## Data items
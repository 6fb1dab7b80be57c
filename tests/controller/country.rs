use atlas::{
    model::country::{CountryLanguageQuery, CountryListQuery},
    server::{
        controller::country::{get_country, list_countries},
        model::app::AppState,
    },
};
use atlas_test_utils::fixtures::country::country_json;
use axum::{
    extract::{rejection::QueryRejection, Path, Query, State},
    http::StatusCode,
};
use mockito::Matcher;
use serde_json::json;

use super::*;

fn lang(code: &str) -> Result<Query<CountryLanguageQuery>, QueryRejection> {
    Ok(Query(CountryLanguageQuery {
        lang: Some(code.to_string()),
    }))
}

mod get_country {
    use super::*;

    /// Expect 200 with the normalized record, accepting a lower case code
    #[tokio::test]
    async fn returns_country() -> Result<(), TestError> {
        let test = TestBuilder::new()
            .with_alpha_endpoint("FRA", vec![country_json("FRA", "France")], 1)
            .build()
            .await?;
        let state: AppState = test.to_app_state();

        let result = get_country(State(state), Path("fra".to_string()), lang("en")).await;

        test.assert_mocks();
        let response = into_response(result);
        assert_eq!(response.status(), StatusCode::OK);
        let body = body_json(response).await;
        assert_eq!(body["code"], "FRA");
        assert_eq!(body["calling_codes"], json!(["+33"]));
        assert_eq!(body["coordinates"], json!({"lat": 46.0, "lng": 2.0}));

        Ok(())
    }

    /// Expect missing upstream scalars as explicit nulls
    #[tokio::test]
    async fn returns_nulls_for_missing_values() -> Result<(), TestError> {
        let test = TestBuilder::new()
            .with_alpha_endpoint(
                "ATA",
                vec![json!({"cca3": "ATA", "name": {"common": "Antarctica"}})],
                1,
            )
            .build()
            .await?;
        let state: AppState = test.to_app_state();

        let result = get_country(State(state), Path("ATA".to_string()), lang("en")).await;

        let body = body_json(into_response(result)).await;
        assert!(body["population"].is_null());
        assert!(body["capital"].as_array().is_some_and(Vec::is_empty));
        assert!(body["driving_side"].is_null());

        Ok(())
    }

    /// Expect 404 NotFound for a well formed code the upstream doesn't know
    #[tokio::test]
    async fn not_found_for_unknown_code() -> Result<(), TestError> {
        let test = TestBuilder::new()
            .with_upstream_error("/alpha/ZZZ", 404, 1)
            .build()
            .await?;
        let state: AppState = test.to_app_state();

        let result = get_country(State(state), Path("ZZZ".to_string()), lang("en")).await;

        test.assert_mocks();
        let response = into_response(result);
        assert_eq!(response.status(), StatusCode::NOT_FOUND);
        assert_eq!(body_json(response).await["kind"], "NotFound");

        Ok(())
    }

    /// Expect 400 for a malformed code without contacting the upstream
    #[tokio::test]
    async fn rejects_malformed_code() -> Result<(), TestError> {
        let test = TestBuilder::new()
            .with_mock_endpoint(|server| server.mock("GET", Matcher::Any).expect(0).create())
            .build()
            .await?;
        let state: AppState = test.to_app_state();

        let result = get_country(State(state), Path("FR1".to_string()), lang("en")).await;

        test.assert_mocks();
        let response = into_response(result);
        assert_eq!(response.status(), StatusCode::BAD_REQUEST);
        assert_eq!(body_json(response).await["kind"], "ValidationError");

        Ok(())
    }

    /// Expect 400 for an unsupported language
    #[tokio::test]
    async fn rejects_unsupported_language() -> Result<(), TestError> {
        let test = TestBuilder::new().build().await?;
        let state: AppState = test.to_app_state();

        let result = get_country(State(state), Path("FRA".to_string()), lang("xx")).await;

        assert_eq!(into_response(result).status(), StatusCode::BAD_REQUEST);

        Ok(())
    }

    /// Expect 502 UpstreamUnavailable when the upstream fails
    #[tokio::test]
    async fn bad_gateway_on_upstream_failure() -> Result<(), TestError> {
        let test = TestBuilder::new()
            .with_upstream_error("/alpha/FRA", 503, 1)
            .build()
            .await?;
        let state: AppState = test.to_app_state();

        let result = get_country(State(state), Path("FRA".to_string()), lang("en")).await;

        let response = into_response(result);
        assert_eq!(response.status(), StatusCode::BAD_GATEWAY);
        assert_eq!(body_json(response).await["kind"], "UpstreamUnavailable");

        Ok(())
    }
}

mod list_countries {
    use super::*;

    /// Expect countries sorted by their name in the requested language
    #[tokio::test]
    async fn sorts_by_display_name() -> Result<(), TestError> {
        let mut germany = country_json("DEU", "Germany");
        germany["translations"] = json!({"deu": {"common": "Deutschland"}});
        let mut austria = country_json("AUT", "Austria");
        austria["translations"] = json!({"deu": {"common": "Österreich"}});
        let test = TestBuilder::new()
            .with_region_endpoint("Europe", vec![austria, germany], 1)
            .build()
            .await?;
        let state: AppState = test.to_app_state();
        let query = CountryListQuery {
            region: Some("europe".to_string()),
            name: None,
            lang: Some("de".to_string()),
        };

        let result = list_countries(State(state), Ok(Query(query))).await;

        test.assert_mocks();
        let body = body_json(into_response(result)).await;
        let names: Vec<&str> = body
            .as_array()
            .unwrap()
            .iter()
            .filter_map(|country| country["name"]["display"].as_str())
            .collect();
        assert_eq!(names, vec!["Deutschland", "Österreich"]);

        Ok(())
    }

    /// Expect 400 for an unknown region without contacting the upstream
    #[tokio::test]
    async fn rejects_unknown_region() -> Result<(), TestError> {
        let test = TestBuilder::new()
            .with_mock_endpoint(|server| server.mock("GET", Matcher::Any).expect(0).create())
            .build()
            .await?;
        let state: AppState = test.to_app_state();
        let query = CountryListQuery {
            region: Some("Atlantis".to_string()),
            ..Default::default()
        };

        let result = list_countries(State(state), Ok(Query(query))).await;

        test.assert_mocks();
        assert_eq!(into_response(result).status(), StatusCode::BAD_REQUEST);

        Ok(())
    }

    /// Expect the name route for a name search
    #[tokio::test]
    async fn searches_by_name() -> Result<(), TestError> {
        let test = TestBuilder::new()
            .with_name_endpoint("land", vec![country_json("FIN", "Finland")], 1)
            .build()
            .await?;
        let state: AppState = test.to_app_state();
        let query = CountryListQuery {
            name: Some(" land ".to_string()),
            ..Default::default()
        };

        let result = list_countries(State(state), Ok(Query(query))).await;

        test.assert_mocks();
        let body = body_json(into_response(result)).await;
        assert_eq!(body[0]["code"], "FIN");

        Ok(())
    }
}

## ACTIVITY
When the word "germany" shows up in a line of the entries, report that line.

## ANSWER
        let mut germany = country_json("DEU", "Germany");
        germany["translations"] = json!({"deu": {"common": "Deutschland"}});
            .with_region_endpoint("Europe", vec![austria, germany], 1)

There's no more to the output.